Use 3D demos to understand various optimization algorithms, and good news for C++ programmers

Latest update time：2019-03-28

Reads：

Xiaocha from Aofei Temple
Quantum Bit Report | Public Account QbitAI

There are many optimization algorithms in machine learning, such as SGD , Adam , AdaGrad , AdaDelta , etc. Their iterative formulas alone are enough to give people a headache.

Fortunately, these optimization tools are integrated into TensorFlow, Keras, and PyTorch, but do you really know how they "slide" to the minimum value in step-by-step iteration?

Now there is a demo of a machine learning optimization algorithm that can help you intuitively feel the impact of parameter adjustment on the algorithm results from the image, as well as their respective advantages and disadvantages.
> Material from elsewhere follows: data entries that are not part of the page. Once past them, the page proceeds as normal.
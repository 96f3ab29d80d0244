//! Account and ledger service
//!
//! Owns the Account and LedgerEntry stores exclusively; no other component
//! mutates a balance directly. A withdrawal debits the balance at request
//! time (optimistic reservation, so the same funds cannot be double-
//! withdrawn concurrently) and credits it back only if an admin rejects the
//! request.

use rust_decimal::Decimal;
use std::sync::Arc;

use crate::catalog::Identity;
use crate::models::{Account, EntryDirection, LedgerEntry, PayoutDestination};
use crate::money::validate_amount;
use crate::store::MarketStore;
use crate::utils::validation::{MAX_NAME_LEN, MAX_SHORT_TEXT_LEN, validate_required_text};
use crate::utils::{ServiceError, ServiceResult, now_millis};

#[derive(Clone)]
pub struct AccountService {
    store: Arc<MarketStore>,
    identity: Arc<dyn Identity>,
}

impl AccountService {
    pub fn new(store: Arc<MarketStore>, identity: Arc<dyn Identity>) -> Self {
        Self { store, identity }
    }

    /// Create the 1:1 account for a user (registration hook)
    pub async fn open_account(&self, user_id: &str) -> ServiceResult<Account> {
        self.identity
            .user_by_id(user_id)
            .await?
            .ok_or_else(|| ServiceError::NotFound(format!("User not found: {user_id}")))?;

        let txn = self.store.begin_write()?;
        if self.store.get_account_txn(&txn, user_id)?.is_some() {
            return Err(ServiceError::Conflict(format!(
                "Account already exists for user {user_id}"
            )));
        }

        let account = Account::new(user_id, now_millis());
        self.store.put_account_txn(&txn, &account)?;
        self.store.commit(txn)?;

        tracing::info!(user_id, "Account opened");
        Ok(account)
    }

    /// Get a user's account
    pub fn get_account(&self, user_id: &str) -> ServiceResult<Account> {
        self.store
            .get_account(user_id)?
            .ok_or_else(|| ServiceError::NotFound("Account not found".to_string()))
    }

    /// The user's ledger entries, newest first
    pub fn ledger_history(&self, user_id: &str) -> ServiceResult<Vec<LedgerEntry>> {
        let mut entries = self.store.ledger_entries_for_user(user_id)?;
        entries.sort_by_key(|e| std::cmp::Reverse(e.created_at));
        Ok(entries)
    }

    /// Replace the account's saved withdrawal destination profiles
    pub fn update_withdrawal_details(
        &self,
        user_id: &str,
        details: Vec<PayoutDestination>,
    ) -> ServiceResult<Account> {
        for destination in &details {
            validate_destination(destination)?;
        }

        let txn = self.store.begin_write()?;
        let mut account = self
            .store
            .get_account_txn(&txn, user_id)?
            .ok_or_else(|| ServiceError::NotFound("Account not found".to_string()))?;
        account.withdrawal_details = details;
        account.updated_at = now_millis();
        self.store.put_account_txn(&txn, &account)?;
        self.store.commit(txn)?;
        Ok(account)
    }

    /// Delete an account; refused while money or pending entries remain
    pub fn close_account(&self, user_id: &str) -> ServiceResult<()> {
        let txn = self.store.begin_write()?;
        let account = self
            .store
            .get_account_txn(&txn, user_id)?
            .ok_or_else(|| ServiceError::NotFound("Account not found".to_string()))?;

        if account.balance != Decimal::ZERO {
            return Err(ServiceError::InvalidState(
                "Account balance must be zero before closing".to_string(),
            ));
        }
        if self.store.has_pending_entries_txn(&txn, user_id)? {
            return Err(ServiceError::InvalidState(
                "Account has pending ledger entries".to_string(),
            ));
        }

        // Ledger entries are kept for audit; only the account row goes
        self.store.remove_account_txn(&txn, user_id)?;
        self.store.commit(txn)?;

        tracing::info!(user_id, "Account closed");
        Ok(())
    }

    /// Request a withdrawal: reserve the funds now, pay out on admin approval.
    ///
    /// The balance is debited immediately; a pending debit entry snapshots
    /// the payout destination.
    pub fn request_withdrawal(
        &self,
        user_id: &str,
        destination: PayoutDestination,
        amount: Decimal,
    ) -> ServiceResult<(LedgerEntry, Account)> {
        validate_amount(amount, "amount")?;
        validate_destination(&destination)?;
        let now = now_millis();

        let txn = self.store.begin_write()?;
        let mut account = self
            .store
            .get_account_txn(&txn, user_id)?
            .ok_or_else(|| ServiceError::NotFound("Account not found".to_string()))?;

        account.debit(amount, now)?;

        let entry = LedgerEntry::withdrawal(user_id, amount, destination, now);
        self.store
            .insert_ledger_entries(&txn, std::slice::from_ref(&entry))?;
        self.store.put_account_txn(&txn, &account)?;
        self.store.commit(txn)?;

        tracing::info!(
            user_id,
            entry_id = %entry.id,
            amount = %amount,
            balance = %account.balance,
            "Withdrawal requested"
        );
        Ok((entry, account))
    }

    /// Finalize a pending withdrawal.
    ///
    /// `is_completed = true` keeps the reservation (the debit already
    /// happened at request time); `false` reverses it, crediting the amount
    /// back.
    pub fn complete_withdrawal(
        &self,
        admin_id: &str,
        entry_id: &str,
        is_completed: bool,
    ) -> ServiceResult<LedgerEntry> {
        let now = now_millis();

        let txn = self.store.begin_write()?;
        let mut entry = self
            .store
            .get_ledger_entry_txn(&txn, entry_id)?
            .ok_or_else(|| ServiceError::NotFound("Transaction not found".to_string()))?;

        if !entry.is_pending() || entry.direction != EntryDirection::Debit {
            return Err(ServiceError::InvalidState(
                "No pending withdrawal".to_string(),
            ));
        }

        if is_completed {
            entry.complete(admin_id, now);
        } else {
            entry.fail(admin_id, now);
            // Rejected: reverse the reservation
            let mut account = self
                .store
                .get_account_txn(&txn, &entry.user_id)?
                .ok_or_else(|| ServiceError::NotFound("Account not found".to_string()))?;
            account.credit(entry.amount, now);
            self.store.put_account_txn(&txn, &account)?;
        }

        self.store.put_ledger_entry_txn(&txn, &entry)?;
        self.store.commit(txn)?;

        tracing::info!(
            entry_id,
            admin_id,
            is_completed,
            user_id = %entry.user_id,
            "Withdrawal finalized"
        );
        Ok(entry)
    }
}

fn validate_destination(destination: &PayoutDestination) -> ServiceResult<()> {
    match destination {
        PayoutDestination::Bank {
            account_name,
            account_number,
            bank_name,
        } => {
            validate_required_text(account_name, "account_name", MAX_NAME_LEN)?;
            validate_required_text(account_number, "account_number", MAX_SHORT_TEXT_LEN)?;
            validate_required_text(bank_name, "bank_name", MAX_NAME_LEN)?;
        }
        PayoutDestination::Crypto {
            wallet_address,
            symbol,
            network,
        } => {
            validate_required_text(wallet_address, "wallet_address", MAX_SHORT_TEXT_LEN)?;
            validate_required_text(symbol, "symbol", MAX_SHORT_TEXT_LEN)?;
            validate_required_text(network, "network", MAX_SHORT_TEXT_LEN)?;
        }
    }
    Ok(())
}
It is ensmallen ! Its developers not only provide a demo, but also package a C++ database for programmers. Let's try it out first.

Try the Demo

The trial method is very simple, and you don’t even need to install any software. Just go to the ensmallen website, select the Demo tab, and you will see a 3D schematic diagram of a set of optimization algorithms.

The default on the page is the common Adam algorithm. We will see that the parameters follow the red route and eventually fall to the lowest point of the loss function:

On the left is the location of the initial value of the parameter, which is the red dot in the picture, and can be dragged at will with the mouse.

The figures in the middle and on the right are the "contours" of the loss function. The middle one uses different colors to mark different heights, and the right one directly gives the gradient field of the loss function, with the arrow pointing to indicate the direction of the gradient and the length to indicate the magnitude of the gradient. It can be seen that the denser the contours, the larger the gradient.

If you think the loss function graph above is not clear and intuitive enough, there is also a high-definition 3D graph:

As the number of iterations increases, the value of the loss function continues to decrease:

The hyperparameters that can be adjusted in the Adam algorithm are: step size , number of iterations , allowable error , β 1 , β 2 , fuzzy factor ϵ , and Batch Size .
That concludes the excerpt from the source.